→ **ASSIGNMENT**:
Find the lines in the records below that contain "Path", and report each of them.

Collected data:
//! Inspect command - show how a CSV would be interpreted

use std::path::Path;

use anyhow::Result;
use colored::Colorize;

use super::get_context;
use crate::output;

pub fn run(file: &Path, json: bool) -> Result<()> {
    let ctx = get_context()?;
    let report = ctx.upload_service.inspect(file)?;

    if json {
        return output::print_json(&report);
    }

    println!("{}", report.filename.bold());
    println!();

    let mut columns = output::create_table();
    columns.set_header(vec!["Column", "Role"]);
    for column in &report.columns {
        columns.add_row(vec![column.header.clone(), column.role.to_string()]);
    }
    println!("{columns}");
    println!();

    let mut rows = output::create_table();
    rows.set_header(vec!["Row", "Verdict", "Date", "Amount", "Description"]);
    for row in &report.rows {
        let verdict = if row.verdict.is_valid() {
            "valid".green().to_string()
        } else {
            row.verdict.reason().red().to_string()
        };
        rows.add_row(vec![
            row.row_number.to_string(),
            verdict,
            row.date.map(|d| d.to_string()).unwrap_or_default(),
            row.amount.map(|a| format!("{:.2}", a)).unwrap_or_default(),
            row.description.clone().unwrap_or_default(),
        ]);
    }
    println!("{rows}");

    println!();
    println!("{} of {} rows valid", report.valid_rows, report.rows.len());
    Ok(())
}
//! Output formatting utilities

use budgetmap_core::{OperationResult, RowMapping};
use colored::Colorize;
use comfy_table::{presets::UTF8_FULL_CONDENSED, ContentArrangement, Table};
use serde::Serialize;

/// Print a success message
pub fn success(msg: &str) {
    println!("{}", msg.green());
}

/// Print an error message
pub fn error(msg: &str) {
    eprintln!("{}", msg.red());
}

/// Print a warning message
pub fn warning(msg: &str) {
    println!("{}", msg.yellow());
}

/// Print an info message
pub fn info(msg: &str) {
    println!("{}", msg.cyan());
}

/// Create a styled table
pub fn create_table() -> Table {
    let mut table = Table::new();
    table.load_preset(UTF8_FULL_CONDENSED);
    table.set_content_arrangement(ContentArrangement::Dynamic);
    table
}

/// Print `data` wrapped in the success envelope
pub fn print_json<T: Serialize>(data: T) -> anyhow::Result<()> {
    println!("{}", serde_json::to_string_pretty(&OperationResult::ok(data))?);
    Ok(())
}

/// Cell values of a row joined for display
pub fn row_summary(mapping: &RowMapping) -> String {
    mapping
        .original_data
        .iter()
        .map(|(_, v)| v.trim())
        .filter(|v| !v.is_empty())
        .collect::<Vec<_>>()
        .join(" | ")
}

/// Table of rows with their position and category
pub fn rows_table(rows: &[RowMapping]) -> Table {
    let mut table = create_table();
    table.set_header(vec!["#", "Row", "Category"]);
    for (position, row) in rows.iter().enumerate() {
        let category = match row.mapped_category() {
            Some(c) => c.to_string(),
            None => "-".to_string(),
        };
        table.add_row(vec![position.to_string(), row_summary(row), category]);
    }
    table
}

→ **ANSWER SPACE**:
use std::path::Path;
pub fn run(file: &Path, json: bool) -> Result<()> {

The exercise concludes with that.